**EXERCISE DESCRIPTION:** Nothing in the records should change; write them all out exactly.
####
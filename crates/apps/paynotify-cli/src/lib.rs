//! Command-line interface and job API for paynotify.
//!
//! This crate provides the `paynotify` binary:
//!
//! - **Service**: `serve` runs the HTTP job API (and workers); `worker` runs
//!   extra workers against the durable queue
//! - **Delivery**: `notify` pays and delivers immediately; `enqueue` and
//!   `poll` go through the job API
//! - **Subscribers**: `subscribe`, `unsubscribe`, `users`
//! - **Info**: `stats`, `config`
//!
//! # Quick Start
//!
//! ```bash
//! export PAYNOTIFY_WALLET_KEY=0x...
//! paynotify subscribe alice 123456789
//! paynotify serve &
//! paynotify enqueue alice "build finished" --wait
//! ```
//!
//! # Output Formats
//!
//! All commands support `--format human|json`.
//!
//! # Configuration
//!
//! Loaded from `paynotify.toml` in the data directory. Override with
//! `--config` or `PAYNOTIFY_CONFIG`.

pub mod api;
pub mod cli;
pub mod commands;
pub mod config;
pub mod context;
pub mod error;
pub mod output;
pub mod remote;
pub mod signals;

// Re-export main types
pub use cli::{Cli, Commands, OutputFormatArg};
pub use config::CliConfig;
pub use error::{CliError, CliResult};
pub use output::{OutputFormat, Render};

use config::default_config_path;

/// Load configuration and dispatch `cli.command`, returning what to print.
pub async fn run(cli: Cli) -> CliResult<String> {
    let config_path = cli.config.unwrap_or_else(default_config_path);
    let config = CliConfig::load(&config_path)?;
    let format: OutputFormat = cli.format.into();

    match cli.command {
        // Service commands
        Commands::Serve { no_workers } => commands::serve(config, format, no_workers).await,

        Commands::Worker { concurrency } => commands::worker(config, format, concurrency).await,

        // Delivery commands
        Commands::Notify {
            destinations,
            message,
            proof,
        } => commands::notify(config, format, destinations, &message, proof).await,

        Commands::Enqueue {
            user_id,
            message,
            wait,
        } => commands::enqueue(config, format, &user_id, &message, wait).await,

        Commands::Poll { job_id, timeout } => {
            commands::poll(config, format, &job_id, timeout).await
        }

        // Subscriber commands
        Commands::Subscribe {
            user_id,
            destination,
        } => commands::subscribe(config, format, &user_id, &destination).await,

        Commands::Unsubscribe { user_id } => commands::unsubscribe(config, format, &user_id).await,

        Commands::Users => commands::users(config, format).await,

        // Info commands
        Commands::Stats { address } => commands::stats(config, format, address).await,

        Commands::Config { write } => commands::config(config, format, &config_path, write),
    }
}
####
**FINISHED TASK:**
filename crates/apps/paynotify-cli/src/lib.rs
//! Command-line interface and job API for paynotify.
//!
//! This crate provides the `paynotify` binary:
//!
//! - **Service**: `serve` runs the HTTP job API (and workers); `worker` runs
//!   extra workers against the durable queue
//! - **Delivery**: `notify` pays and delivers immediately; `enqueue` and
//!   `poll` go through the job API
//! - **Subscribers**: `subscribe`, `unsubscribe`, `users`
//! - **Info**: `stats`, `config`
//!
//! # Quick Start
//!
//! ```bash
//! export PAYNOTIFY_WALLET_KEY=0x...
//! paynotify subscribe alice 123456789
//! paynotify serve &
//! paynotify enqueue alice "build finished" --wait
//! ```
//!
//! # Output Formats
//!
//! All commands support `--format human|json`.
//!
//! # Configuration
//!
//! Loaded from `paynotify.toml` in the data directory. Override with
//! `--config` or `PAYNOTIFY_CONFIG`.

pub mod api;
pub mod cli;
pub mod commands;
pub mod config;
pub mod context;
pub mod error;
pub mod output;
pub mod remote;
pub mod signals;

// Re-export main types
pub use cli::{Cli, Commands, OutputFormatArg};
pub use config::CliConfig;
pub use error::{CliError, CliResult};
pub use output::{OutputFormat, Render};

use config::default_config_path;

/// Load configuration and dispatch `cli.command`, returning what to print.
pub async fn run(cli: Cli) -> CliResult<String> {
    let config_path = cli.config.unwrap_or_else(default_config_path);
    let config = CliConfig::load(&config_path)?;
    let format: OutputFormat = cli.format.into();

    match cli.command {
        // Service commands
        Commands::Serve { no_workers } => commands::serve(config, format, no_workers).await,

        Commands::Worker { concurrency } => commands::worker(config, format, concurrency).await,

        // Delivery commands
        Commands::Notify {
            destinations,
            message,
            proof,
        } => commands::notify(config, format, destinations, &message, proof).await,

        Commands::Enqueue {
            user_id,
            message,
            wait,
        } => commands::enqueue(config, format, &user_id, &message, wait).await,

        Commands::Poll { job_id, timeout } => {
            commands::poll(config, format, &job_id, timeout).await
        }

        // Subscriber commands
        Commands::Subscribe {
            user_id,
            destination,
        } => commands::subscribe(config, format, &user_id, &destination).await,

        Commands::Unsubscribe { user_id } => commands::unsubscribe(config, format, &user_id).await,

        Commands::Users => commands::users(config, format).await,

        // Info commands
        Commands::Stats { address } => commands::stats(config, format, address).await,

        Commands::Config { write } => commands::config(config, format, &config_path, write),
    }
}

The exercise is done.